Stored data entries:
....

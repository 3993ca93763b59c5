//! The message surface between a host view and the engine.
//!
//! Commands come in, events go out. Both sides are serde-tagged so a host can
//! drive the engine over any JSON channel without sharing Rust types.

use markup_parser::Tag;
use serde::{Deserialize, Serialize};

/// One inline formatting toggle.
#[derive(Debug, Clone, Copy, PartialEq, Eq, Hash, Serialize, Deserialize)]
#[serde(rename_all = "camelCase")]
pub enum FormatKind {
    Bold,
    Italic,
    Underline,
    Strike,
    Subscript,
    Superscript,
    Code,
}

impl FormatKind {
    pub fn tag(self) -> Tag {
        match self {
            FormatKind::Bold => Tag::B,
            FormatKind::Italic => Tag::I,
            FormatKind::Underline => Tag::U,
            FormatKind::Strike => Tag::Del,
            FormatKind::Subscript => Tag::Sub,
            FormatKind::Superscript => Tag::Sup,
            FormatKind::Code => Tag::Code,
        }
    }

    pub const ALL: [FormatKind; 7] = [
        FormatKind::Bold,
        FormatKind::Italic,
        FormatKind::Underline,
        FormatKind::Strike,
        FormatKind::Subscript,
        FormatKind::Superscript,
        FormatKind::Code,
    ];
}

/// The two list flavors.
#[derive(Debug, Clone, Copy, PartialEq, Eq, Serialize, Deserialize)]
#[serde(rename_all = "camelCase")]
pub enum ListKind {
    Ordered,
    Unordered,
}

impl ListKind {
    pub fn tag(self) -> Tag {
        match self {
            ListKind::Ordered => Tag::Ol,
            ListKind::Unordered => Tag::Ul,
        }
    }

    pub fn from_tag(tag: Tag) -> Option<ListKind> {
        match tag {
            Tag::Ol => Some(ListKind::Ordered),
            Tag::Ul => Some(ListKind::Unordered),
            _ => None,
        }
    }
}

/// Everything a host can ask the engine to do.
#[derive(Debug, Clone, PartialEq, Serialize, Deserialize)]
#[serde(tag = "command", rename_all = "camelCase")]
pub enum Command {
    ToggleFormat { kind: FormatKind },
    ReplaceStyle { style: Tag },
    ToggleListItem { kind: ListKind },
    Indent,
    Outdent,
    ListEnter,
    PasteHtml { html: String },
    PasteText { text: String },
    PasteImage { name: String, alt: Option<String> },
}

impl Command {
    /// Wire name of the command, used as error-event context.
    pub fn name(&self) -> &'static str {
        match self {
            Command::ToggleFormat { .. } => "toggleFormat",
            Command::ReplaceStyle { .. } => "replaceStyle",
            Command::ToggleListItem { .. } => "toggleListItem",
            Command::Indent => "indent",
            Command::Outdent => "outdent",
            Command::ListEnter => "listEnter",
            Command::PasteHtml { .. } => "pasteHtml",
            Command::PasteText { .. } => "pasteText",
            Command::PasteImage { .. } => "pasteImage",
        }
    }
}

/// Whether an error event should interrupt the user or just be logged.
#[derive(Debug, Clone, Copy, PartialEq, Eq, Serialize, Deserialize)]
#[serde(rename_all = "camelCase")]
pub enum Severity {
    Alert,
    Log,
}

/// Notifications the engine emits back to the host.
#[derive(Debug, Clone, PartialEq, Serialize, Deserialize)]
#[serde(tag = "event", rename_all = "camelCase")]
pub enum Event {
    Loaded,
    ContentChanged,
    SelectionChanged,
    FocusGained,
    FocusLost,
    ImageInserted {
        src: String,
    },
    ImageRemoved {
        src: String,
    },
    Error {
        code: String,
        message: String,
        context: String,
        severity: Severity,
    },
}

/// Snapshot of the selection the host needs to render its toolbar.
#[derive(Debug, Clone, Default, PartialEq, Serialize, Deserialize)]
#[serde(rename_all = "camelCase")]
pub struct SelectionState {
    /// Whether any selection exists at all.
    pub valid: bool,
    pub bold: bool,
    pub italic: bool,
    pub underline: bool,
    pub strike: bool,
    pub subscript: bool,
    pub superscript: bool,
    pub code: bool,
    /// Style block tag at the selection start, if any.
    pub style: Option<Tag>,
    pub list: Option<ListKind>,
    /// Blockquote nesting depth at the selection start.
    pub quote_level: usize,
    pub in_link: bool,
    pub href: Option<String>,
    pub in_image: bool,
    pub src: Option<String>,
    pub in_table: bool,
}

#[cfg(test)]
mod tests {
    use super::*;

    #[test]
    fn test_command_wire_format() {
        let cmd: Command = serde_json::from_str(
            r#"{"command":"toggleFormat","kind":"bold"}"#,
        )
        .unwrap();
        assert_eq!(
            cmd,
            Command::ToggleFormat {
                kind: FormatKind::Bold
            }
        );

        let cmd: Command = serde_json::from_str(
            r#"{"command":"replaceStyle","style":"h2"}"#,
        )
        .unwrap();
        assert_eq!(cmd, Command::ReplaceStyle { style: Tag::H2 });
    }

    #[test]
    fn test_event_wire_format() {
        let json = serde_json::to_string(&Event::ImageInserted {
            src: "0a1b2c3d.png".into(),
        })
        .unwrap();
        assert_eq!(json, r#"{"event":"imageInserted","src":"0a1b2c3d.png"}"#);
    }

    #[test]
    fn test_selection_state_defaults_invalid() {
        let state = SelectionState::default();
        assert!(!state.valid);
        assert_eq!(state.quote_level, 0);
        assert!(state.style.is_none());
    }
}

....

* **Problem**
From the entries above, copy each line that holds "Deserialize".

* **Output for this task**
use serde::{Deserialize, Serialize};
#[derive(Debug, Clone, Copy, PartialEq, Eq, Hash, Serialize, Deserialize)]
#[derive(Debug, Clone, Copy, PartialEq, Eq, Serialize, Deserialize)]
#[derive(Debug, Clone, PartialEq, Serialize, Deserialize)]
#[derive(Debug, Clone, Copy, PartialEq, Eq, Serialize, Deserialize)]
#[derive(Debug, Clone, PartialEq, Serialize, Deserialize)]
#[derive(Debug, Clone, Default, PartialEq, Serialize, Deserialize)]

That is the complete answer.